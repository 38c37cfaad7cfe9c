//! # Content Digests
//!
//! SHA-256 content addressing for requirement catalogs. A framework
//! version's requirement set is digested at ingestion time; the digest
//! chains to the previous version's digest so a version lineage is
//! content-addressed end to end.
//!
//! `sha256_digest()` accepts only `&CanonicalBytes` — compile-time
//! enforcement that every digest path flows through canonicalization.

use serde::{Deserialize, Serialize};
use sha2::{Digest, Sha256};

use crate::canonical::CanonicalBytes;

/// A SHA-256 content digest.
#[derive(Debug, Clone, PartialEq, Eq, Hash, Serialize, Deserialize)]
#[serde(transparent)]
pub struct ContentDigest([u8; 32]);

impl ContentDigest {
    /// Wrap raw digest bytes. Prefer [`sha256_digest()`].
    pub fn from_bytes(bytes: [u8; 32]) -> Self {
        Self(bytes)
    }

    /// The raw digest bytes.
    pub fn as_bytes(&self) -> &[u8; 32] {
        &self.0
    }

    /// Render as a lowercase hex string.
    pub fn to_hex(&self) -> String {
        self.0.iter().map(|b| format!("{b:02x}")).collect()
    }
}

impl std::fmt::Display for ContentDigest {
    fn fmt(&self, f: &mut std::fmt::Formatter<'_>) -> std::fmt::Result {
        write!(f, "sha256:{}", self.to_hex())
    }
}

/// Compute a SHA-256 content digest from canonical bytes.
///
/// Accepts only `&CanonicalBytes`, not raw `&[u8]`, so no code path can
/// digest non-canonical bytes.
pub fn sha256_digest(data: &CanonicalBytes) -> ContentDigest {
    let hash = Sha256::digest(data.as_bytes());
    let mut bytes = [0u8; 32];
    bytes.copy_from_slice(&hash);
    ContentDigest::from_bytes(bytes)
}

/// Compute a SHA-256 hex string from canonical bytes.
pub fn sha256_hex(data: &CanonicalBytes) -> String {
    sha256_digest(data).to_hex()
}

/// Incremental SHA-256 accumulator for composite digests.
///
/// Used when a digest covers a domain-separation prefix plus multiple
/// individually canonicalized components (e.g. catalog metadata followed
/// by each requirement in code order). Each component still goes through
/// `CanonicalBytes` before being fed to the accumulator; the accumulator
/// exists only to combine them under one prefix.
#[derive(Debug, Default)]
pub struct Sha256Accumulator {
    hasher: Sha256,
}

impl Sha256Accumulator {
    /// Create an empty accumulator.
    pub fn new() -> Self {
        Self::default()
    }

    /// Feed raw bytes (domain prefixes) into the accumulator.
    pub fn update(&mut self, data: &[u8]) {
        self.hasher.update(data);
    }

    /// Feed canonical bytes into the accumulator.
    pub fn update_canonical(&mut self, data: &CanonicalBytes) {
        self.hasher.update(data.as_bytes());
    }

    /// Finalize and return the digest.
    pub fn finalize(self) -> ContentDigest {
        let hash = self.hasher.finalize();
        let mut bytes = [0u8; 32];
        bytes.copy_from_slice(&hash);
        ContentDigest::from_bytes(bytes)
    }

    /// Finalize and return the digest as a hex string.
    pub fn finalize_hex(self) -> String {
        self.finalize().to_hex()
    }
}
//! # Canonical Serialization
//!
//! Defines `CanonicalBytes`, the sole construction path for bytes used in
//! digest computation across the stack.
//!
//! The newtype has a private inner field; the only constructor applies
//! float rejection and then RFC 8785 (JCS) serialization — sorted keys,
//! compact separators, deterministic byte sequence. Any function that
//! requires canonical bytes for digest computation accepts
//! `&CanonicalBytes`, so a non-canonical digest path cannot exist.
//!
//! Floats are rejected outright: catalog percentages and weights are
//! integers by construction, and float number formatting is the classic
//! source of cross-producer digest splits.

use serde::Serialize;
use serde_json::Value;

use crate::error::CanonicalizationError;

/// Bytes produced exclusively by JCS-compatible canonicalization.
///
/// # Invariants
///
/// - The only constructor is `CanonicalBytes::new()`.
/// - No float values anywhere in the tree.
/// - Serialization uses sorted keys with compact separators (RFC 8785).
#[derive(Debug, Clone, PartialEq, Eq, Hash)]
pub struct CanonicalBytes(Vec<u8>);

impl CanonicalBytes {
    /// Construct canonical bytes from any serializable value.
    ///
    /// # Errors
    ///
    /// Returns `CanonicalizationError::FloatRejected` if the value contains
    /// float numbers, or `SerializationFailed` if JCS serialization fails.
    pub fn new(obj: &impl Serialize) -> Result<Self, CanonicalizationError> {
        let value = serde_json::to_value(obj)?;
        reject_floats(&value)?;
        let s = serde_jcs::to_string(&value)?;
        Ok(Self(s.into_bytes()))
    }

    /// Access the canonical bytes for digest computation.
    pub fn as_bytes(&self) -> &[u8] {
        &self.0
    }

    /// Length of the canonical byte sequence.
    pub fn len(&self) -> usize {
        self.0.len()
    }

    /// Whether the canonical byte sequence is empty.
    pub fn is_empty(&self) -> bool {
        self.0.is_empty()
    }
}

impl AsRef<[u8]> for CanonicalBytes {
    fn as_ref(&self) -> &[u8] {
        &self.0
    }
}

/// Recursively reject float values.
///
/// Integers representable as i64/u64 pass; anything that only exists as
/// f64 is rejected.
fn reject_floats(value: &Value) -> Result<(), CanonicalizationError> {
    match value {
        Value::Null | Value::Bool(_) | Value::String(_) => Ok(()),
        Value::Number(n) => {
            if n.is_f64() && !n.is_i64() && !n.is_u64() {
                return Err(CanonicalizationError::FloatRejected(
                    n.as_f64().unwrap_or(f64::NAN),
                ));
            }
            Ok(())
        }
        Value::Object(map) => {
            for v in map.values() {
                reject_floats(v)?;
            }
            Ok(())
        }
        Value::Array(arr) => {
            for v in arr {
                reject_floats(v)?;
            }
            Ok(())
        }
    }
}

_ _ _ _ _

Using the data above, show each line where "FloatRejected" occurs.

    /// Returns `CanonicalizationError::FloatRejected` if the value contains
                return Err(CanonicalizationError::FloatRejected(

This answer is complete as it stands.